Property Taxes in Spain

Navigating property taxes in Spain can be a bit complex, especially if you own real estate in both the United States and Spain. Here’s what American expats need to know:

  • Taxation on U.S. Properties: If you own real estate in the U.S., be prepared for potential taxation in both countries. In Spain, you can claim a deduction to offset this, thanks to international double taxation agreements. This means you can reduce your Spanish tax liability by the amount already paid in the U.S.
  • Tax on Spanish Properties: Owning property in Spain comes with its own tax rules. For instance, if you have apartments in Spain, even if you don’t rent them out, they’re still subject to tax. The government considers this ‘imputed income’, which is 1.1% of the property’s official value, known as the cadastral value.
  • No U.S. Tax Credit for Imputed Income: It’s important to note that this imputed income tax in Spain doesn’t come with the option to claim a credit on your U.S. taxes. So, the tax paid in Spain on these properties is exclusive to Spain.

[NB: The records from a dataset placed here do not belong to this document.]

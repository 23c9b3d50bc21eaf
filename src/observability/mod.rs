//! Observability subsystem
//!
//! - Structured logging (JSON lines on stderr)
//! - Typed lifecycle events
//!
//! # Usage
//!
//! ```ignore
//! use hotdict::observability::{log_event_with_fields, Event};
//!
//! log_event_with_fields(Event::BaseLoadComplete, &[("name", "geo"), ("total", "42")]);
//! ```

mod events;
mod logger;

pub use events::Event;
pub use logger::{Logger, Severity};

/// Log a lifecycle event
pub fn log_event(event: Event) {
    log_event_with_fields(event, &[]);
}

/// Log a lifecycle event with fields. Failures are logged at WARN.
pub fn log_event_with_fields(event: Event, fields: &[(&str, &str)]) {
    let severity = if event.is_failure() {
        Severity::Warn
    } else {
        Severity::Info
    };
    Logger::log(severity, event.as_str(), fields);
}
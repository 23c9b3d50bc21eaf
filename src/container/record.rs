//! # Records and the Record Iterator contract
//!
//! Every data source feeds containers through [`RecordIterator`]: a
//! pull-based cursor that yields one record at a time. Decode failures travel
//! as `Err(RecordError)` in place of a record; a cursor that cannot continue
//! reports `Err(SourceError)` from `has_next`.

use std::collections::VecDeque;
use std::fmt;
use std::str::FromStr;

use serde::{Deserialize, Serialize};

use super::errors::{RecordError, SourceError};

/// How a record applies to a container
#[derive(Debug, Clone, Copy, PartialEq, Eq, Hash, Default, Serialize, Deserialize)]
#[serde(rename_all = "lowercase")]
pub enum Mode {
    /// Insert or overwrite
    #[default]
    Add,
    /// Insert or overwrite (same as `Add`)
    Update,
    /// Remove the key
    #[serde(alias = "del")]
    Delete,
}

impl Mode {
    /// Returns the string representation
    pub fn as_str(&self) -> &'static str {
        match self {
            Mode::Add => "add",
            Mode::Update => "update",
            Mode::Delete => "delete",
        }
    }

    /// Add and Update are both upserts
    pub fn is_upsert(&self) -> bool {
        matches!(self, Mode::Add | Mode::Update)
    }
}

impl fmt::Display for Mode {
    fn fmt(&self, f: &mut fmt::Formatter<'_>) -> fmt::Result {
        write!(f, "{}", self.as_str())
    }
}

impl FromStr for Mode {
    type Err = RecordError;

    fn from_str(s: &str) -> Result<Self, Self::Err> {
        match s.to_ascii_lowercase().as_str() {
            "add" => Ok(Mode::Add),
            "update" => Ok(Mode::Update),
            "delete" | "del" => Ok(Mode::Delete),
            other => Err(RecordError::new(format!("unknown mode '{}'", other))),
        }
    }
}

/// One decoded record
#[derive(Debug, Clone, PartialEq, Eq, Serialize, Deserialize)]
pub struct Record<K, V> {
    #[serde(default)]
    pub mode: Mode,
    pub key: K,
    pub value: V,
}

impl<K, V> Record<K, V> {
    /// Create a new record
    pub fn new(mode: Mode, key: K, value: V) -> Self {
        Self { mode, key, value }
    }

    /// Shorthand for an `Add` record
    pub fn add(key: K, value: V) -> Self {
        Self::new(Mode::Add, key, value)
    }

    /// Shorthand for an `Update` record
    pub fn update(key: K, value: V) -> Self {
        Self::new(Mode::Update, key, value)
    }

    /// Shorthand for a `Delete` record
    pub fn delete(key: K, value: V) -> Self {
        Self::new(Mode::Delete, key, value)
    }
}

/// Pull-based record cursor implemented by every data source.
pub trait RecordIterator<K, V> {
    /// Whether another record is available.
    ///
    /// `Ok(false)` ends the stream cleanly. `Err` means the source cannot be
    /// queried further and the current load pass must abort.
    fn has_next(&mut self) -> Result<bool, SourceError>;

    /// The next record. Only called after `has_next` returned `true`.
    fn next_record(&mut self) -> Result<Record<K, V>, RecordError>;
}

/// In-memory record iterator.
///
/// Used by parsers that emit several records per raw input and by callers
/// that already hold their records.
#[derive(Debug, Clone)]
pub struct RecordBatch<K, V> {
    items: VecDeque<Result<Record<K, V>, RecordError>>,
    fail_after: Option<(usize, SourceError)>,
    yielded: usize,
}

impl<K, V> RecordBatch<K, V> {
    /// Create a batch from record results
    pub fn new(items: Vec<Result<Record<K, V>, RecordError>>) -> Self {
        Self {
            items: items.into(),
            fail_after: None,
            yielded: 0,
        }
    }

    /// Create a batch of well-formed records
    pub fn from_records(records: Vec<Record<K, V>>) -> Self {
        Self::new(records.into_iter().map(Ok).collect())
    }

    /// Report `err` from `has_next` once `count` items have been yielded.
    pub fn fail_after(mut self, count: usize, err: SourceError) -> Self {
        self.fail_after = Some((count, err));
        self
    }

    /// Items not yet yielded
    pub fn remaining(&self) -> usize {
        self.items.len()
    }

    /// Append another record result
    pub fn push(&mut self, item: Result<Record<K, V>, RecordError>) {
        self.items.push_back(item);
    }

    pub fn is_empty(&self) -> bool {
        self.items.is_empty()
    }
}

impl<K, V> Default for RecordBatch<K, V> {
    fn default() -> Self {
        Self::new(Vec::new())
    }
}

impl<K, V> RecordIterator<K, V> for RecordBatch<K, V> {
    fn has_next(&mut self) -> Result<bool, SourceError> {
        if let Some((count, err)) = &self.fail_after {
            if self.yielded >= *count {
                return Err(err.clone());
            }
        }
        Ok(!self.items.is_empty())
    }

    fn next_record(&mut self) -> Result<Record<K, V>, RecordError> {
        self.yielded += 1;
        self.items
            .pop_front()
            .unwrap_or_else(|| Err(RecordError::new("read past end of batch")))
    }
}
//! # Load hooks
//!
//! Seams where a source adapter customizes a cycle without the orchestrator
//! knowing its concrete type:
//! - before a cycle: supply load parameters, or veto the cycle
//! - after a cycle: observe the report

use std::fmt;
use std::sync::Arc;
use std::time::Duration;

use chrono::{DateTime, Utc};
use serde_json::Value;
use uuid::Uuid;

use super::errors::StreamerError;
use crate::container::LoadStats;

/// Which kind of cycle
#[derive(Debug, Clone, Copy, PartialEq, Eq)]
pub enum LoadKind {
    Base,
    Inc,
}

impl LoadKind {
    pub fn as_str(&self) -> &'static str {
        match self {
            LoadKind::Base => "base",
            LoadKind::Inc => "inc",
        }
    }
}

impl fmt::Display for LoadKind {
    fn fmt(&self, f: &mut fmt::Formatter<'_>) -> fmt::Result {
        write!(f, "{}", self.as_str())
    }
}

/// Decision of a before-load hook
#[derive(Debug, Clone, PartialEq)]
pub enum BeforeLoad {
    /// Run the cycle, optionally with source parameters (a query, a cursor position)
    Proceed(Option<Value>),
    /// Skip this cycle
    Veto,
}

/// How a cycle ended
#[derive(Debug, Clone)]
pub enum LoadOutcome {
    /// Records applied; for base loads a new generation is live
    Applied(LoadStats),
    /// Source had nothing new
    Unchanged,
    /// A before-load hook vetoed the cycle
    Vetoed,
    /// Cycle failed; prior data keeps serving
    Failed(StreamerError),
}

impl LoadOutcome {
    /// True if the cycle ended in an error
    pub fn is_failed(&self) -> bool {
        matches!(self, LoadOutcome::Failed(_))
    }

    /// The error of a failed cycle
    pub fn error(&self) -> Option<&StreamerError> {
        match self {
            LoadOutcome::Failed(e) => Some(e),
            _ => None,
        }
    }
}

/// What one cycle did
#[derive(Debug, Clone)]
pub struct LoadReport {
    pub cycle_id: Uuid,
    pub name: String,
    pub kind: LoadKind,
    pub outcome: LoadOutcome,
    /// Counts of the container pass (zero if no pass ran)
    pub stats: LoadStats,
    /// Attempts made, retries included
    pub attempts: u32,
    pub started_at: DateTime<Utc>,
    pub elapsed: Duration,
}

/// Callback run before a load
pub type BeforeHook = Arc<dyn Fn(LoadKind) -> BeforeLoad + Send + Sync>;
/// Callback run after a cycle
pub type AfterHook = Arc<dyn Fn(&LoadReport) + Send + Sync>;

/// Optional callbacks around load cycles
#[derive(Clone, Default)]
pub struct StreamerHooks {
    before_base: Option<BeforeHook>,
    before_inc: Option<BeforeHook>,
    after_base: Option<AfterHook>,
    after_inc: Option<AfterHook>,
}

impl StreamerHooks {
    /// No hooks: every cycle proceeds without parameters.
    pub fn new() -> Self {
        Self::default()
    }

    /// Runs before each base load; may veto it or pass source parameters.
    pub fn before_base(mut self, f: impl Fn(LoadKind) -> BeforeLoad + Send + Sync + 'static) -> Self {
        self.before_base = Some(Arc::new(f));
        self
    }

    /// Runs before each incremental load.
    pub fn before_inc(mut self, f: impl Fn(LoadKind) -> BeforeLoad + Send + Sync + 'static) -> Self {
        self.before_inc = Some(Arc::new(f));
        self
    }

    /// Receives the report of each base cycle, failures included.
    pub fn after_base(mut self, f: impl Fn(&LoadReport) + Send + Sync + 'static) -> Self {
        self.after_base = Some(Arc::new(f));
        self
    }

    /// Receives the report of each incremental cycle.
    pub fn after_inc(mut self, f: impl Fn(&LoadReport) + Send + Sync + 'static) -> Self {
        self.after_inc = Some(Arc::new(f));
        self
    }

    pub(crate) fn before(&self, kind: LoadKind) -> BeforeLoad {
        let hook = match kind {
            LoadKind::Base => &self.before_base,
            LoadKind::Inc => &self.before_inc,
        };
        hook.as_ref()
            .map_or(BeforeLoad::Proceed(None), |f| f(kind))
    }

    pub(crate) fn after(&self, report: &LoadReport) {
        let hook = match report.kind {
            LoadKind::Base => &self.after_base,
            LoadKind::Inc => &self.after_inc,
        };
        if let Some(f) = hook {
            f(report);
        }
    }
}

impl fmt::Debug for StreamerHooks {
    fn fmt(&self, f: &mut fmt::Formatter<'_>) -> fmt::Result {
        f.debug_struct("StreamerHooks")
            .field("before_base", &self.before_base.is_some())
            .field("before_inc", &self.before_inc.is_some())
            .field("after_base", &self.after_base.is_some())
            .field("after_inc", &self.after_inc.is_some())
            .finish()
    }
}
//! # Source adapter seam
//!
//! A `Source` is a record-iterator factory: each cycle asks it for a fresh
//! cursor. Concrete adapters (files, database cursors, network feeds) live
//! behind this trait; the orchestrator never sees their types.

use serde_json::Value;

use crate::container::{RecordIterator, SourceError};

/// A record iterator that can cross into the blocking load task
pub type BoxedRecordIterator<K, V> = Box<dyn RecordIterator<K, V> + Send>;

/// Factory of record iterators for base and incremental cycles.
pub trait Source<K, V>: Send + Sync {
    /// Short adapter label for logs ("local_file", "mongo", ...)
    fn kind(&self) -> &'static str;

    /// Cursor over the full data set.
    ///
    /// `Ok(None)` means there is nothing new to load this cycle.
    fn open_base(&self, params: Option<&Value>) -> Result<Option<BoxedRecordIterator<K, V>>, SourceError>;

    /// Cursor over changes since the last cycle. Sources without an
    /// incremental feed keep the default.
    fn open_inc(&self, _params: Option<&Value>) -> Result<Option<BoxedRecordIterator<K, V>>, SourceError> {
        Ok(None)
    }
}
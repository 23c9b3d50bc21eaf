//! CLI argument definitions using clap
//!
//! Commands:
//! - hotdict check --config <path>
//! - hotdict get --config <path> --name <dict> --key <key>
//! - hotdict watch --config <path> [--report-secs <n>]

use clap::{Parser, Subcommand};
use std::path::PathBuf;

/// hotdict - hot-reloadable in-memory dictionaries
#[derive(Parser, Debug)]
#[command(name = "hotdict")]
#[command(version, about, long_about = None)]
pub struct Cli {
    #[command(subcommand)]
    pub command: Command,
}

#[derive(Subcommand, Debug)]
pub enum Command {
    /// Base-load every dictionary once and print its health
    Check {
        /// Path to configuration file
        #[arg(long, default_value = "./hotdict.json")]
        config: PathBuf,
    },

    /// Load one dictionary and look up a key
    Get {
        /// Path to configuration file
        #[arg(long, default_value = "./hotdict.json")]
        config: PathBuf,

        /// Dictionary name
        #[arg(long)]
        name: String,

        #[arg(long)]
        key: String,
    },

    /// Keep every dictionary fresh until Ctrl-C
    Watch {
        /// Path to configuration file
        #[arg(long, default_value = "./hotdict.json")]
        config: PathBuf,

        /// Seconds between health reports
        #[arg(long, default_value_t = 10)]
        report_secs: u64,
    },
}

impl Cli {
    /// Parse command line arguments
    pub fn parse_args() -> Self {
        Cli::parse()
    }
}
//! Streamer configuration
//!
//! Immutable after the streamer is built. Tolerance lives on the container,
//! everything about cadence and retries lives here.

use std::time::Duration;

use super::errors::{StreamerError, StreamerResult};
use super::sched::{Cadence, SchedInfo};

/// Configuration of one load streamer
#[derive(Debug, Clone, PartialEq, Eq)]
pub struct StreamerConfig {
    /// Registry name, also used in every log line
    pub name: String,

    pub sched: SchedInfo,

    /// Extra attempts after a connectivity failure (0 = no retry)
    pub retries: u32,

    /// Pause between attempts
    pub retry_backoff: Duration,
}

impl StreamerConfig {
    /// Base reloads on `base`, synchronous bootstrap, no retries.
    pub fn new(name: impl Into<String>, base: Cadence) -> Self {
        Self {
            name: name.into(),
            sched: SchedInfo::base_only(base),
            retries: 0,
            retry_backoff: default_retry_backoff(),
        }
    }

    pub fn with_sched(mut self, sched: SchedInfo) -> Self {
        self.sched = sched;
        self
    }

    pub fn with_retries(mut self, retries: u32, backoff: Duration) -> Self {
        self.retries = retries;
        self.retry_backoff = backoff;
        self
    }

    /// Validate the configuration.
    pub fn validate(&self) -> StreamerResult<()> {
        if self.name.trim().is_empty() {
            return Err(StreamerError::config("streamer name must not be empty"));
        }
        self.sched.validate()
    }
}

fn default_retry_backoff() -> Duration {
    Duration::from_secs(1)
}

#[cfg(test)]
mod tests {
    use super::*;

    #[test]
    fn test_defaults() {
        let config = StreamerConfig::new("geo", Cadence::every_secs(60));
        assert!(config.sched.sync_bootstrap);
        assert!(config.sched.inc.is_disabled());
        assert_eq!(config.retries, 0);
        assert!(config.validate().is_ok());
    }

    #[test]
    fn test_empty_name_rejected() {
        let config = StreamerConfig::new("  ", Cadence::Disabled);
        assert!(matches!(config.validate(), Err(StreamerError::Config(_))));
    }

    #[test]
    fn test_invalid_sched_rejected() {
        let config = StreamerConfig::new("geo", Cadence::Every(Duration::ZERO));
        assert!(config.validate().is_err());
    }
}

Understanding these nuances helps ensure you’re compliant with tax obligations in both countries and can plan your finances more effectively.

Wealth Tax in Spain

Spain’s approach to taxing wealth is distinct from that of the United States, involving a specific ‘wealth tax’ that kicks in when an individual’s net worth exceeds certain regional thresholds. 

Here’s a breakdown to help you understand:

  • Regional Thresholds for Wealth Tax: The amount at which the wealth tax applies varies across Spain’s autonomous regions. For example, in Catalonia, the threshold is €500,000, in Andalusia and the Balearic Islands, it’s €700,000, and in Valencia, it’s €600,000. Interestingly, Madrid stands out as the only region completely exempting the wealth tax.
  • Tax Rates for Residents and Non-Residents: Regardless of whether you’re a resident or a non-resident, if you own assets in Spain that exceed the regional threshold, you’ll be subject to the wealth tax. The rates for this tax range from 0.2% to 2.5%.
  • Avoiding Resident Status for Tax Purposes: If you’re in Spain for up to 183 days and wish to avoid being classified as a tax resident, you need to officially declare your tax residency in another country. All you have to do is provide a certificate of tax residency to the Spanish Tax Authorities for the relevant tax year.
  • Reporting Requirements for Foreign Assets: There’s also a reporting obligation for certain foreign assets. If you own assets outside of Spain worth more than €50,000, you need to file Form 720. This form covers various asset categories, including bank accounts, real estate, shares, investments, pension plans, and insurance located outside of Spain.

Understanding these aspects of Spain’s wealth tax is crucial for effective financial planning, especially if your assets span across different countries.

Frequently Asked Questions

taxes in Spain as an American

Does the US have a tax treaty with Spain?

Yes! The U.S. and Spain have a long-standing tax treaty, updated 35 years ago, which helps U.S. expats avoid double taxation. By claiming U.S. tax credits equal to the Spanish income taxes paid, expats can prevent paying taxes twice on the same income.

Do US expats in Spain also have to file taxes in America?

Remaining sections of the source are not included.